## PROMPT
Line by line, transcribe the listing below without omission.

## DATA UNDER STUDY
use reqwest::Client;
use reqwest_middleware::{ClientBuilder, ClientWithMiddleware};
use reqwest_retry::{RetryTransientMiddleware, policies::ExponentialBackoff};
use std::time::Duration;

pub struct HttpClientFactory;

impl HttpClientFactory {
    /// Creates a new HTTP client with retry middleware.
    ///
    /// Every outbound call is bounded at 10s total with a 5s connect
    /// timeout; transient failures retry with exponential backoff.
    pub fn create_client() -> ClientWithMiddleware {
        let retry_policy = ExponentialBackoff::builder().build_with_max_retries(3);

        let client = Client::builder()
            .pool_max_idle_per_host(5)
            .timeout(Duration::from_secs(10))
            .connect_timeout(Duration::from_secs(5))
            .build()
            .unwrap_or_else(|_| Client::new());

        ClientBuilder::new(client)
            .with(RetryTransientMiddleware::new_with_policy(retry_policy))
            .build()
    }
}

/// Helper function to build a URL with query parameters.
/// reqwest-middleware does not expose the `.query()` builder, so the query
/// string is assembled manually and appended to the URL.
pub fn build_url_with_query<K, V>(base_url: &str, params: &[(K, V)]) -> String
where
    K: AsRef<str>,
    V: AsRef<str>,
{
    if params.is_empty() {
        return base_url.to_string();
    }

    let query_string: String = params
        .iter()
        .map(|(k, v)| {
            format!(
                "{}={}",
                urlencoding_encode(k.as_ref()),
                urlencoding_encode(v.as_ref())
            )
        })
        .collect::<Vec<_>>()
        .join("&");

    if base_url.contains('?') {
        format!("{}&{}", base_url, query_string)
    } else {
        format!("{}?{}", base_url, query_string)
    }
}

fn urlencoding_encode(s: &str) -> String {
    let mut encoded = String::new();
    for c in s.chars() {
        match c {
            'A'..='Z' | 'a'..='z' | '0'..='9' | '-' | '_' | '.' | '~' => {
                encoded.push(c);
            }
            _ => {
                for byte in c.to_string().as_bytes() {
                    encoded.push_str(&format!("%{:02X}", byte));
                }
            }
        }
    }
    encoded
}

#[cfg(test)]
mod tests {
    use super::*;

    #[test]
    fn test_query_building() {
        let url = build_url_with_query(
            "https://api.binance.com/api/v3/klines",
            &[("symbol", "BTCUSDT"), ("interval", "1h")],
        );
        assert_eq!(
            url,
            "https://api.binance.com/api/v3/klines?symbol=BTCUSDT&interval=1h"
        );
    }

    #[test]
    fn test_query_appends_to_existing() {
        let url = build_url_with_query("https://x.test/path?a=1", &[("b", "2")]);
        assert_eq!(url, "https://x.test/path?a=1&b=2");
    }

    #[test]
    fn test_special_characters_are_encoded() {
        let url = build_url_with_query("https://x.test", &[("q", "a b&c")]);
        assert_eq!(url, "https://x.test?q=a%20b%26c");
    }
}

## REPLY TO THE TASK
use reqwest::Client;
use reqwest_middleware::{ClientBuilder, ClientWithMiddleware};
use reqwest_retry::{RetryTransientMiddleware, policies::ExponentialBackoff};
use std::time::Duration;

pub struct HttpClientFactory;

impl HttpClientFactory {
    /// Creates a new HTTP client with retry middleware.
    ///
    /// Every outbound call is bounded at 10s total with a 5s connect
    /// timeout; transient failures retry with exponential backoff.
    pub fn create_client() -> ClientWithMiddleware {
        let retry_policy = ExponentialBackoff::builder().build_with_max_retries(3);

        let client = Client::builder()
            .pool_max_idle_per_host(5)
            .timeout(Duration::from_secs(10))
            .connect_timeout(Duration::from_secs(5))
            .build()
            .unwrap_or_else(|_| Client::new());

        ClientBuilder::new(client)
            .with(RetryTransientMiddleware::new_with_policy(retry_policy))
            .build()
    }
}

/// Helper function to build a URL with query parameters.
/// reqwest-middleware does not expose the `.query()` builder, so the query
/// string is assembled manually and appended to the URL.
pub fn build_url_with_query<K, V>(base_url: &str, params: &[(K, V)]) -> String
where
    K: AsRef<str>,
    V: AsRef<str>,
{
    if params.is_empty() {
        return base_url.to_string();
    }

    let query_string: String = params
        .iter()
        .map(|(k, v)| {
            format!(
                "{}={}",
                urlencoding_encode(k.as_ref()),
                urlencoding_encode(v.as_ref())
            )
        })
        .collect::<Vec<_>>()
        .join("&");

    if base_url.contains('?') {
        format!("{}&{}", base_url, query_string)
    } else {
        format!("{}?{}", base_url, query_string)
    }
}

fn urlencoding_encode(s: &str) -> String {
    let mut encoded = String::new();
    for c in s.chars() {
        match c {
            'A'..='Z' | 'a'..='z' | '0'..='9' | '-' | '_' | '.' | '~' => {
                encoded.push(c);
            }
            _ => {
                for byte in c.to_string().as_bytes() {
                    encoded.push_str(&format!("%{:02X}", byte));
                }
            }
        }
    }
    encoded
}

#[cfg(test)]
mod tests {
    use super::*;

    #[test]
    fn test_query_building() {
        let url = build_url_with_query(
            "https://api.binance.com/api/v3/klines",
            &[("symbol", "BTCUSDT"), ("interval", "1h")],
        );
        assert_eq!(
            url,
            "https://api.binance.com/api/v3/klines?symbol=BTCUSDT&interval=1h"
        );
    }

    #[test]
    fn test_query_appends_to_existing() {
        let url = build_url_with_query("https://x.test/path?a=1", &[("b", "2")]);
        assert_eq!(url, "https://x.test/path?a=1&b=2");
    }

    #[test]
    fn test_special_characters_are_encoded() {
        let url = build_url_with_query("https://x.test", &[("q", "a b&c")]);
        assert_eq!(url, "https://x.test?q=a%20b%26c");
    }
}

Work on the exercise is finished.